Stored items
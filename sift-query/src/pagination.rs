//! Page-based pagination.
//!
//! ```rust
//! use sift_query::Pagination;
//!
//! let page = Pagination::new(3, 25).calculate(100);
//! assert_eq!(page.limit(), 25);
//! assert_eq!(page.offset(), 50);
//! ```

use serde::{Deserialize, Serialize};
use tracing::warn;

use crate::config::PaginationConfig;
use crate::query::ClauseBuilder;

/// Global page size cap used when no other maximum is given.
pub const MAX_PER_PAGE: i64 = 500;

/// A requested page. `page` is 1-based.
#[derive(Debug, Clone, Default, PartialEq, Eq, Serialize, Deserialize)]
#[serde(rename_all = "camelCase")]
pub struct Pagination {
    /// 1-based page number.
    #[serde(default)]
    pub page: i64,
    /// Rows per page.
    #[serde(default)]
    pub per_page: i64,
    /// Opaque cursor for keyset pagination, passed through untouched.
    #[serde(default, skip_serializing_if = "Option::is_none")]
    pub next_page_key: Option<String>,
    #[serde(skip)]
    offset: i64,
}

impl Pagination {
    /// Request `page` with `per_page` rows.
    pub fn new(page: i64, per_page: i64) -> Self {
        Self {
            page,
            per_page,
            ..Self::default()
        }
    }

    /// True when neither a page nor a size was requested.
    pub fn is_zero(&self) -> bool {
        self.page == 0 && self.per_page == 0 && self.next_page_key.is_none()
    }

    /// Normalize the request and compute the offset.
    ///
    /// A non-positive `per_page` becomes `max_per_page` (or [`MAX_PER_PAGE`]
    /// when that is not positive either), larger requests are capped, and
    /// pages below 1 become 1.
    pub fn calculate(mut self, max_per_page: i64) -> Self {
        let max = if max_per_page > 0 { max_per_page } else { MAX_PER_PAGE };
        if self.per_page <= 0 {
            self.per_page = max;
        } else if self.per_page > max {
            warn!(requested = self.per_page, max, "per_page clamped");
            self.per_page = max;
        }
        if self.page < 1 {
            self.page = 1;
        }
        // request input; saturate instead of overflowing
        self.offset = (self.page - 1).saturating_mul(self.per_page);
        self
    }

    /// Like [`Pagination::calculate`], defaulting an unset size to
    /// `default_per_page` and capping at `max_per_page`.
    pub fn calculate_with(mut self, config: &PaginationConfig) -> Self {
        if self.per_page <= 0 {
            self.per_page = config.default_per_page;
        }
        self.calculate(config.max_per_page)
    }

    /// Rows per page after [`Pagination::calculate`].
    pub fn limit(&self) -> i64 {
        self.per_page
    }

    /// Rows skipped before this page.
    pub fn offset(&self) -> i64 {
        self.offset
    }

    /// Set LIMIT and OFFSET on an assembler. A non-positive page size leaves
    /// the limit unset.
    pub fn apply<B: ClauseBuilder>(&self, builder: B) -> B {
        let builder = builder.offset(self.offset);
        if self.per_page > 0 {
            builder.limit(self.per_page)
        } else {
            builder
        }
    }
}
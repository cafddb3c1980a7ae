use serde::{Deserialize, Serialize};
use serde_json::{json, Value};

/// Invocation result of a stage handler. Acknowledgment is all-or-nothing:
/// a single failed record turns the whole invocation into a 500 so the
/// substrate can redeliver.
#[derive(Debug, Clone, Serialize, Deserialize)]
pub struct StageResponse {
    #[serde(rename = "statusCode")]
    pub status_code: u16,
    pub body: Value,
}

impl StageResponse {
    pub fn success(body: Value) -> Self {
        Self {
            status_code: 200,
            body,
        }
    }

    pub fn failure(message: &str, error: impl std::fmt::Display) -> Self {
        Self {
            status_code: 500,
            body: json!({
                "message": message,
                "error": error.to_string(),
            }),
        }
    }

    pub fn is_success(&self) -> bool {
        self.status_code == 200
    }
}
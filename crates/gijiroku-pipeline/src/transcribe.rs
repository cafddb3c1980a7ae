//! Transcription stage: audio object created → speaker-attributed
//! transcript JSON under the transcript prefix.

use crate::response::StageResponse;
use crate::secrets::{self, SecretSource};
use gijiroku_core::{keys, EngineError, EventRecord, PipelineConfig, StageError, StorageEvent};
use gijiroku_engine::SpeechEngine;
use gijiroku_store::ObjectStore;
use serde_json::json;
use std::sync::Arc;

/// Builds a speech engine for one invocation from the resolved API key.
pub type SpeechEngineFactory =
    Box<dyn Fn(String) -> Result<Box<dyn SpeechEngine>, EngineError> + Send + Sync>;

pub struct TranscribeStage {
    store: Arc<dyn ObjectStore>,
    secrets: Arc<dyn SecretSource>,
    engine_factory: SpeechEngineFactory,
    config: PipelineConfig,
}

impl TranscribeStage {
    pub fn new(
        store: Arc<dyn ObjectStore>,
        secrets: Arc<dyn SecretSource>,
        engine_factory: SpeechEngineFactory,
        config: PipelineConfig,
    ) -> Self {
        Self {
            store,
            secrets,
            engine_factory,
            config,
        }
    }

    /// Process one storage event. Credentials are resolved once per
    /// invocation before any record is touched; records are then handled
    /// sequentially in delivered order, and the first failure aborts the
    /// batch while keeping artifacts already written.
    pub async fn handle(&self, event: &StorageEvent) -> StageResponse {
        tracing::info!(records = event.records.len(), "transcription invocation");

        let api_key =
            match secrets::resolve_api_key(self.secrets.as_ref(), &self.config.secret_name).await {
                Ok(key) => key,
                Err(e) => {
                    tracing::error!(error = %e, "credential resolution failed");
                    return StageResponse::failure("Error during transcription", e);
                }
            };
        let engine = match (self.engine_factory)(api_key) {
            Ok(engine) => engine,
            Err(e) => {
                tracing::error!(error = %e, "speech engine construction failed");
                return StageResponse::failure("Error during transcription", e);
            }
        };

        let mut output_key = None;
        for record in &event.records {
            match self.process_record(engine.as_ref(), record).await {
                Ok(key) => output_key = Some(key),
                Err(e) => {
                    tracing::error!(error = %e, "record processing failed, aborting batch");
                    return StageResponse::failure("Error during transcription", e);
                }
            }
        }

        StageResponse::success(json!({
            "message": "Transcription completed successfully",
            "output_key": output_key,
        }))
    }

    async fn process_record(
        &self,
        engine: &dyn SpeechEngine,
        record: &EventRecord,
    ) -> Result<String, StageError> {
        let object = record.object_ref();
        tracing::info!(bucket = %object.bucket, key = %object.key, "processing audio object");

        // scratch file keeps the original extension; engines may dispatch
        // on it. Removed on drop, success and failure alike.
        let scratch = tempfile::Builder::new()
            .prefix("gijiroku-audio-")
            .suffix(keys::extension(&object.key))
            .tempfile()?;

        let bytes = self
            .store
            .download_to(&object.bucket, &object.key, scratch.path())
            .await?;
        tracing::info!(bytes, "audio object downloaded");

        let document = engine
            .transcribe(scratch.path(), &self.config.language)
            .await?;

        let output_key = keys::derive_output_key(
            &object.key,
            &self.config.audio_prefix,
            &self.config.transcript_prefix,
            ".json",
        );
        let body = serde_json::to_string_pretty(&document)?;
        self.store
            .put(&object.bucket, &output_key, body.as_bytes(), "application/json")
            .await?;
        tracing::info!(
            uri = %self.store.uri(&object.bucket, &output_key),
            "transcript saved"
        );

        Ok(output_key)
    }
}
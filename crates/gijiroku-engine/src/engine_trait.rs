use async_trait::async_trait;
use gijiroku_core::{EngineError, SummaryCore, TranscriptDocument};
use std::path::Path;

/// Remote speech-to-text capability with speaker attribution.
///
/// Implementations receive a local audio file (the extension is preserved,
/// since engines may dispatch on it) and a language hint.
#[async_trait]
pub trait SpeechEngine: Send + Sync {
    /// Returns the engine's backend name (e.g. `"openai"`).
    fn name(&self) -> &str;

    /// Transcribe one audio file into a speaker-attributed document.
    async fn transcribe(
        &self,
        audio_path: &Path,
        language: &str,
    ) -> Result<TranscriptDocument, EngineError>;
}

/// Remote summarization capability producing the fixed minutes schema.
#[async_trait]
pub trait Summarizer: Send + Sync {
    fn name(&self) -> &str;

    /// Summarize a transcript into the structured minutes shape. A response
    /// that violates the schema is an [`EngineError::InvalidResponse`].
    async fn summarize(&self, transcript: &str) -> Result<SummaryCore, EngineError>;
}
//! Document schemas passed between the pipeline stages.

use serde::{Deserialize, Serialize};

/// Speaker-attributed span of transcribed text.
#[derive(Debug, Clone, PartialEq, Serialize, Deserialize)]
pub struct TranscriptSegment {
    pub speaker: Option<String>,
    pub start: f64,
    pub end: f64,
    pub text: String,
}

/// Output of the transcription stage, written once per audio object.
#[derive(Debug, Clone, PartialEq, Serialize, Deserialize)]
pub struct TranscriptDocument {
    pub text: String,
    #[serde(default)]
    pub duration: Option<f64>,
    #[serde(default)]
    pub segments: Vec<TranscriptSegment>,
}

impl TranscriptDocument {
    /// Minimal document wrapping raw text, used when the engine returns a
    /// non-JSON or legacy payload.
    pub fn from_raw_text(text: impl Into<String>) -> Self {
        Self {
            text: text.into(),
            duration: None,
            segments: Vec::new(),
        }
    }
}

/// Transcript content as read back from storage: either the structured
/// document stage 1 wrote, or arbitrary plain text. The raw branch is a
/// documented fallback, not an error.
#[derive(Debug, Clone, PartialEq)]
pub enum ParsedTranscript {
    Structured(TranscriptDocument),
    Raw(String),
}

impl ParsedTranscript {
    pub fn parse(content: &str) -> Self {
        match serde_json::from_str::<TranscriptDocument>(content) {
            Ok(doc) => Self::Structured(doc),
            Err(_) => Self::Raw(content.to_string()),
        }
    }

    pub fn text(&self) -> &str {
        match self {
            Self::Structured(doc) => &doc.text,
            Self::Raw(text) => text,
        }
    }

    pub fn duration(&self) -> Option<f64> {
        match self {
            Self::Structured(doc) => doc.duration,
            Self::Raw(_) => None,
        }
    }
}

#[derive(Debug, Clone, PartialEq, Serialize, Deserialize)]
pub struct ActionItem {
    pub task: String,
    pub assignee: Option<String>,
    pub deadline: Option<String>,
}

/// What the summarization engine may produce. Unknown keys in the engine
/// payload (including a hallucinated `metadata`) are dropped at parse
/// time; metadata is pipeline-authoritative.
#[derive(Debug, Clone, Default, PartialEq, Serialize, Deserialize)]
pub struct SummaryCore {
    pub summary: String,
    #[serde(default)]
    pub key_points: Vec<String>,
    #[serde(default)]
    pub decisions: Vec<String>,
    #[serde(default)]
    pub action_items: Vec<ActionItem>,
    #[serde(default)]
    pub next_steps: Vec<String>,
}

/// Processing metadata the pipeline appends to every summary.
#[derive(Debug, Clone, PartialEq, Serialize, Deserialize)]
pub struct SummaryMetadata {
    pub transcript_s3_key: String,
    pub generated_at: chrono::DateTime<chrono::Utc>,
    pub transcript_length: usize,
    #[serde(default)]
    pub transcript_duration: Option<f64>,
}

/// The persisted summary: engine output plus pipeline metadata.
#[derive(Debug, Clone, PartialEq, Serialize, Deserialize)]
pub struct SummaryDocument {
    #[serde(flatten)]
    pub core: SummaryCore,
    pub metadata: SummaryMetadata,
}

#[cfg(test)]
mod tests {
    use super::*;

    #[test]
    fn test_parsed_transcript_structured() {
        let content = r#"{"text": "こんにちは", "duration": 12.5, "segments": []}"#;
        let parsed = ParsedTranscript::parse(content);
        assert_eq!(parsed.text(), "こんにちは");
        assert_eq!(parsed.duration(), Some(12.5));
        assert!(matches!(parsed, ParsedTranscript::Structured(_)));
    }

    #[test]
    fn test_parsed_transcript_raw_fallback() {
        let parsed = ParsedTranscript::parse("hello world");
        assert_eq!(parsed.text(), "hello world");
        assert_eq!(parsed.duration(), None);
        assert!(matches!(parsed, ParsedTranscript::Raw(_)));
    }

    #[test]
    fn test_parsed_transcript_json_without_text_is_raw() {
        let parsed = ParsedTranscript::parse(r#"{"transcript": "wrong shape"}"#);
        assert!(matches!(parsed, ParsedTranscript::Raw(_)));
    }

    #[test]
    fn test_transcript_document_optional_fields_default() {
        let doc: TranscriptDocument = serde_json::from_str(r#"{"text": "abc"}"#).unwrap();
        assert_eq!(doc.duration, None);
        assert!(doc.segments.is_empty());
    }

    #[test]
    fn test_summary_core_ignores_engine_metadata() {
        let raw = r#"{
            "summary": "要約",
            "key_points": ["a"],
            "decisions": [],
            "action_items": [],
            "next_steps": [],
            "metadata": {"generated_at": "1999-01-01T00:00:00Z", "transcript_s3_key": "forged"}
        }"#;
        let core: SummaryCore = serde_json::from_str(raw).unwrap();
        assert_eq!(core.summary, "要約");
        // metadata is not part of the engine schema and must not survive
        let value = serde_json::to_value(&core).unwrap();
        assert!(value.get("metadata").is_none());
    }

    #[test]
    fn test_summary_core_missing_categories_default_empty() {
        let core: SummaryCore = serde_json::from_str(r#"{"summary": "s"}"#).unwrap();
        assert!(core.key_points.is_empty());
        assert!(core.decisions.is_empty());
        assert!(core.action_items.is_empty());
        assert!(core.next_steps.is_empty());
    }

    #[test]
    fn test_summary_document_serializes_core_and_metadata_flat() {
        let doc = SummaryDocument {
            core: SummaryCore {
                summary: "s".to_string(),
                ..Default::default()
            },
            metadata: SummaryMetadata {
                transcript_s3_key: "transcripts/a.json".to_string(),
                generated_at: chrono::Utc::now(),
                transcript_length: 1,
                transcript_duration: None,
            },
        };
        let value = serde_json::to_value(&doc).unwrap();
        assert_eq!(value["summary"], "s");
        assert_eq!(value["metadata"]["transcript_s3_key"], "transcripts/a.json");
        assert_eq!(value["metadata"]["transcript_duration"], serde_json::Value::Null);
    }
}
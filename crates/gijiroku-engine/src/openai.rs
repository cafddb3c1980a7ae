//! OpenAI-backed engine implementations.
//!
//! Both clients are constructed per invocation with the credential the
//! pipeline resolved; nothing is cached across invocations.

use crate::engine_trait::{SpeechEngine, Summarizer};
use crate::prompt;
use async_trait::async_trait;
use gijiroku_core::{EngineConfig, EngineError, SummaryCore, TranscriptDocument};
use serde::{Deserialize, Serialize};
use std::path::Path;
use std::time::Duration;

const TRANSCRIBE_TIMEOUT_SECS: u64 = 300;
const SUMMARIZE_TIMEOUT_SECS: u64 = 120;

fn build_client(timeout_secs: u64) -> Result<reqwest::Client, EngineError> {
    reqwest::Client::builder()
        .timeout(Duration::from_secs(timeout_secs))
        .build()
        .map_err(|e| EngineError::RequestFailed(e.to_string()))
}

fn audio_mime(path: &Path) -> &'static str {
    match path.extension().and_then(|e| e.to_str()) {
        Some("wav") => "audio/wav",
        Some("mp3") => "audio/mpeg",
        Some("m4a") => "audio/mp4",
        Some("flac") => "audio/flac",
        Some("ogg") => "audio/ogg",
        _ => "application/octet-stream",
    }
}

/// Speaker-attributed transcription via the OpenAI audio API.
pub struct OpenAiSpeechEngine {
    base_url: String,
    model: String,
    api_key: String,
    client: reqwest::Client,
}

impl OpenAiSpeechEngine {
    pub fn new(config: &EngineConfig, api_key: String) -> Result<Self, EngineError> {
        Ok(Self {
            base_url: config.base_url.trim_end_matches('/').to_string(),
            model: config.transcribe_model.clone(),
            api_key,
            client: build_client(TRANSCRIBE_TIMEOUT_SECS)?,
        })
    }
}

#[async_trait]
impl SpeechEngine for OpenAiSpeechEngine {
    fn name(&self) -> &str {
        "openai"
    }

    async fn transcribe(
        &self,
        audio_path: &Path,
        language: &str,
    ) -> Result<TranscriptDocument, EngineError> {
        let bytes = tokio::fs::read(audio_path).await?;
        let file_name = audio_path
            .file_name()
            .map(|n| n.to_string_lossy().into_owned())
            .unwrap_or_else(|| "audio".to_string());

        let part = reqwest::multipart::Part::bytes(bytes)
            .file_name(file_name)
            .mime_str(audio_mime(audio_path))
            .map_err(|e| EngineError::RequestFailed(e.to_string()))?;
        let form = reqwest::multipart::Form::new()
            .part("file", part)
            .text("model", self.model.clone())
            .text("response_format", "diarized_json")
            .text("chunking_strategy", "auto")
            .text("language", language.to_string());

        let url = format!("{}/audio/transcriptions", self.base_url);
        let response = self
            .client
            .post(&url)
            .bearer_auth(&self.api_key)
            .multipart(form)
            .send()
            .await
            .map_err(|e| EngineError::RequestFailed(e.to_string()))?;

        if !response.status().is_success() {
            let status = response.status();
            let body = response.text().await.unwrap_or_default();
            return Err(EngineError::ApiError(format!("status {status}: {body}")));
        }

        let body = response
            .text()
            .await
            .map_err(|e| EngineError::RequestFailed(e.to_string()))?;
        let document = parse_transcription_payload(&body);
        tracing::info!(
            characters = document.text.chars().count(),
            segments = document.segments.len(),
            "transcription completed"
        );
        Ok(document)
    }
}

/// Parse the engine payload into a transcript document. A non-JSON or
/// legacy-shaped payload degrades to `{ text: <raw content> }` with no
/// segments; this is a documented fallback, not an error path.
pub(crate) fn parse_transcription_payload(body: &str) -> TranscriptDocument {
    match serde_json::from_str::<TranscriptDocument>(body) {
        Ok(document) => document,
        Err(_) => {
            tracing::warn!("transcription payload is not the expected shape, keeping raw text");
            TranscriptDocument::from_raw_text(body)
        }
    }
}

// OpenAI-compatible chat completion request/response
#[derive(Serialize)]
struct ChatRequest {
    model: String,
    messages: Vec<ChatMessage>,
    temperature: f32,
    response_format: ResponseFormat,
}

#[derive(Serialize)]
struct ChatMessage {
    role: &'static str,
    content: String,
}

#[derive(Serialize)]
struct ResponseFormat {
    #[serde(rename = "type")]
    kind: &'static str,
}

#[derive(Deserialize)]
struct ChatResponse {
    choices: Vec<ChatChoice>,
}

#[derive(Deserialize)]
struct ChatChoice {
    message: ChatMessageResponse,
}

#[derive(Deserialize)]
struct ChatMessageResponse {
    content: String,
}

/// Minutes generation via OpenAI chat completions in JSON mode.
///
/// Sampling stays near-deterministic so redelivered events produce stable
/// summaries rather than creative variation.
pub struct OpenAiSummarizer {
    base_url: String,
    model: String,
    temperature: f32,
    api_key: String,
    client: reqwest::Client,
}

impl OpenAiSummarizer {
    pub fn new(config: &EngineConfig, api_key: String) -> Result<Self, EngineError> {
        Ok(Self {
            base_url: config.base_url.trim_end_matches('/').to_string(),
            model: config.summary_model.clone(),
            temperature: config.temperature,
            api_key,
            client: build_client(SUMMARIZE_TIMEOUT_SECS)?,
        })
    }
}

#[async_trait]
impl Summarizer for OpenAiSummarizer {
    fn name(&self) -> &str {
        "openai"
    }

    async fn summarize(&self, transcript: &str) -> Result<SummaryCore, EngineError> {
        let request = ChatRequest {
            model: self.model.clone(),
            messages: vec![
                ChatMessage {
                    role: "system",
                    content: prompt::SYSTEM_PROMPT.to_string(),
                },
                ChatMessage {
                    role: "user",
                    content: prompt::summary_prompt(transcript),
                },
            ],
            temperature: self.temperature,
            response_format: ResponseFormat {
                kind: "json_object",
            },
        };

        let url = format!("{}/chat/completions", self.base_url);
        let response = self
            .client
            .post(&url)
            .bearer_auth(&self.api_key)
            .json(&request)
            .send()
            .await
            .map_err(|e| EngineError::RequestFailed(e.to_string()))?;

        if !response.status().is_success() {
            let status = response.status();
            let body = response.text().await.unwrap_or_default();
            return Err(EngineError::ApiError(format!("status {status}: {body}")));
        }

        let chat: ChatResponse = response
            .json()
            .await
            .map_err(|e| EngineError::InvalidResponse(e.to_string()))?;
        let content = chat
            .choices
            .into_iter()
            .next()
            .map(|c| c.message.content)
            .ok_or_else(|| EngineError::InvalidResponse("response contained no choices".into()))?;

        let core = parse_summary_payload(&content)?;
        tracing::info!("summary generated");
        Ok(core)
    }
}

/// Parse the JSON-mode content into the minutes schema. Unlike transcripts
/// there is no raw fallback here: a schema violation means the remote
/// contract was broken and the record must fail.
pub(crate) fn parse_summary_payload(content: &str) -> Result<SummaryCore, EngineError> {
    serde_json::from_str::<SummaryCore>(content)
        .map_err(|e| EngineError::InvalidResponse(format!("summary violated schema: {e}")))
}

#[cfg(test)]
mod tests {
    use super::*;

    #[test]
    fn test_parse_transcription_payload_structured() {
        let body = r#"{
            "text": "皆さんこんにちは",
            "duration": 4.2,
            "segments": [
                {"speaker": "A", "start": 0.0, "end": 4.2, "text": "皆さんこんにちは"}
            ]
        }"#;
        let doc = parse_transcription_payload(body);
        assert_eq!(doc.text, "皆さんこんにちは");
        assert_eq!(doc.duration, Some(4.2));
        assert_eq!(doc.segments.len(), 1);
        assert_eq!(doc.segments[0].speaker.as_deref(), Some("A"));
    }

    #[test]
    fn test_parse_transcription_payload_raw_fallback() {
        let doc = parse_transcription_payload("plain transcription text");
        assert_eq!(doc.text, "plain transcription text");
        assert!(doc.segments.is_empty());
        assert_eq!(doc.duration, None);
    }

    #[test]
    fn test_parse_summary_payload_valid() {
        let content = r#"{
            "summary": "進捗確認を行った。",
            "key_points": ["計画は順調"],
            "decisions": [],
            "action_items": [{"task": "共有", "assignee": null, "deadline": null}],
            "next_steps": []
        }"#;
        let core = parse_summary_payload(content).unwrap();
        assert_eq!(core.summary, "進捗確認を行った。");
        assert_eq!(core.action_items[0].assignee, None);
    }

    #[test]
    fn test_parse_summary_payload_schema_violation_is_error() {
        let result = parse_summary_payload("the model replied in prose");
        assert!(matches!(result, Err(EngineError::InvalidResponse(_))));
    }

    #[test]
    fn test_parse_summary_payload_drops_hallucinated_metadata() {
        let content = r#"{"summary": "s", "metadata": {"transcript_s3_key": "forged"}}"#;
        let core = parse_summary_payload(content).unwrap();
        let value = serde_json::to_value(&core).unwrap();
        assert!(value.get("metadata").is_none());
    }

    #[test]
    fn test_audio_mime_dispatches_on_extension() {
        assert_eq!(audio_mime(Path::new("/tmp/a.wav")), "audio/wav");
        assert_eq!(audio_mime(Path::new("/tmp/a.mp3")), "audio/mpeg");
        assert_eq!(audio_mime(Path::new("/tmp/a.xyz")), "application/octet-stream");
        assert_eq!(audio_mime(Path::new("/tmp/noext")), "application/octet-stream");
    }
}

» **Instructions to follow**
Within the records above, each line containing "info" is to be returned.

» **Reply to the exercise**
        tracing::info!(records = event.records.len(), "transcription invocation");
        tracing::info!(bucket = %object.bucket, key = %object.key, "processing audio object");
        tracing::info!(bytes, "audio object downloaded");
        tracing::info!(
        tracing::info!(
        tracing::info!("summary generated");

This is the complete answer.